As mentioned in budget 1999, and I will make the point later on that this actually began in 1999 under a previous Liberal government, this provision has rarely been applied because, and this is why we are making changes, Canadian authorities often lack the relevant data and challenges exist with establishing that the acquisition of the interest in the FIE is motivated by tax avoidance purposes.

We had this criteria that one had to be in a tax avoidance which was very difficult under the current act to make that happen. The bill makes some minor changes to the Income Tax Act to assist our bureaucracy, which looks after the tax issues, and make it a little easier for them to calculate and find out whether people are actually avoiding taxes in this method.

Furthermore, when the provision is applied the amount computed to the taxpayer's income is sometimes criticized that it is arbitrary and not necessarily correlated to actual income generated by the FIEs.
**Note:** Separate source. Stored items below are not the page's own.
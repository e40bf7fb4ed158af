//! Error types for the launcher orchestrator

use serde::Serialize;
use thiserror::Error;

use crate::launcher::LauncherId;

#[derive(Error, Debug, Clone, Serialize, PartialEq, Eq)]
#[serde(tag = "kind", content = "detail")]
pub enum LauncherError {
    /// The scan could not enumerate launchers. Retry with another scan.
    #[error("Launcher detection failed: {0}")]
    Detection(String),

    /// The backend rejected a block/unblock or file-rule request.
    #[error("Firewall request failed: {0}")]
    Enforcement(String),

    /// A status or file-list query failed.
    #[error("Status query failed for {launcher}: {message}")]
    Fetch { launcher: LauncherId, message: String },

    /// The onboarding completion flag could not be written.
    #[error("Could not save onboarding state: {0}")]
    Persistence(String),

    #[error("Could not start {launcher}: {message}")]
    Launch { launcher: LauncherId, message: String },

    /// Steam or its library folders could not be read.
    #[error("Steam library unavailable: {0}")]
    Library(String),

    #[error("A request for {0} is already in progress")]
    Busy(LauncherId),

    #[error("Unresolved launchers: {}", format_ids(.0))]
    Unresolved(Vec<LauncherId>),

    #[error("Invalid operation: {0}")]
    InvalidState(String),

    #[error("Unknown launcher: {0}")]
    UnknownLauncher(String),

    #[error("IO error: {0}")]
    Io(String),

    #[error("Serialization error: {0}")]
    Serialization(String),
}

fn format_ids(ids: &[LauncherId]) -> String {
    ids.iter()
        .map(|id| id.key())
        .collect::<Vec<_>>()
        .join(", ")
}

impl From<std::io::Error> for LauncherError {
    fn from(e: std::io::Error) -> Self {
        LauncherError::Io(e.to_string())
    }
}

impl From<serde_json::Error> for LauncherError {
    fn from(e: serde_json::Error) -> Self {
        LauncherError::Serialization(e.to_string())
    }
}

// Tauri commands report errors as plain strings
impl From<LauncherError> for String {
    fn from(e: LauncherError) -> String {
        e.to_string()
    }
}

pub type Result<T> = std::result::Result<T, LauncherError>;
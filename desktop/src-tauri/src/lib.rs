//! Tauri application entry for Launcher Guard.

mod chooser;
mod commands;
mod state;

use tauri::{Manager, RunEvent};
use tracing::{error, info, warn};

pub use state::AppState;

pub fn run() {
    tracing_subscriber::fmt()
        .with_env_filter(
            tracing_subscriber::EnvFilter::try_from_default_env()
                .unwrap_or_else(|_| "launcher_core=info,launcher_guard_ui_lib=info".into()),
        )
        .init();

    let app = tauri::Builder::default()
        .plugin(tauri_plugin_dialog::init())
        .setup(|app| {
            let state = AppState::new(app.handle().clone())?;
            let panel = state.panel.clone();
            app.manage(state);
            info!("launcher guard started");

            // The panel shows cached state until the firewall has answered.
            tauri::async_runtime::spawn(async move {
                let report = panel.refresh_all().await;
                if !report.failed.is_empty() {
                    warn!(failed = report.failed.len(), "startup status refresh incomplete");
                }
            });
            Ok(())
        })
        .invoke_handler(tauri::generate_handler![
            // Onboarding
            commands::onboarding::onboarding_required,
            commands::onboarding::onboarding_start,
            commands::onboarding::onboarding_snapshot,
            commands::onboarding::onboarding_resolve_path,
            commands::onboarding::onboarding_skip,
            commands::onboarding::onboarding_request_skip_all,
            commands::onboarding::onboarding_confirm_skip,
            commands::onboarding::onboarding_cancel_skip,
            commands::onboarding::onboarding_finish,
            commands::onboarding::onboarding_reset,
            // Access panel
            commands::launchers::launchers_refresh,
            commands::launchers::launchers_view,
            commands::launchers::launcher_toggle,
            commands::launchers::launcher_expand,
            commands::launchers::launcher_collapse,
            commands::launchers::launcher_toggle_file,
            commands::launchers::launcher_open,
            // Steam games
            commands::games::steam_games,
            commands::games::steam_launch_game,
        ])
        .build(tauri::generate_context!());

    let app = match app {
        Ok(app) => app,
        Err(err) => {
            error!(error = %err, "failed to build the application");
            std::process::exit(1);
        }
    };

    app.run(|handle, event| {
        if let RunEvent::Exit = event {
            if let Some(state) = handle.try_state::<AppState>() {
                state.onboarding().teardown();
            }
        }
    });
}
Therefore, it was hard to determine what that actual income level was.

What are the legislative proposals contained in Bill C-33? Part 1 of Bill C-33 would create a new taxation regime for investors in non-resident trusts, NRTs, and foreign investment entities, FIEs, in order to respond to perceived gaps in the current provisions of the Income Tax Act.

Bill C-33 would make it harder for Canadian resident investors in non-resident trusts and foreign investment entities to avoid or eliminate Canadian taxes on their income from their investments.

The proposed rules are more complex, of course, as the tax system seems to get that way. They are lengthier and more far-reaching than the current rules. The senior levels of the finance department and the tax department said at the committee that these rules were needed for them to be actually effective.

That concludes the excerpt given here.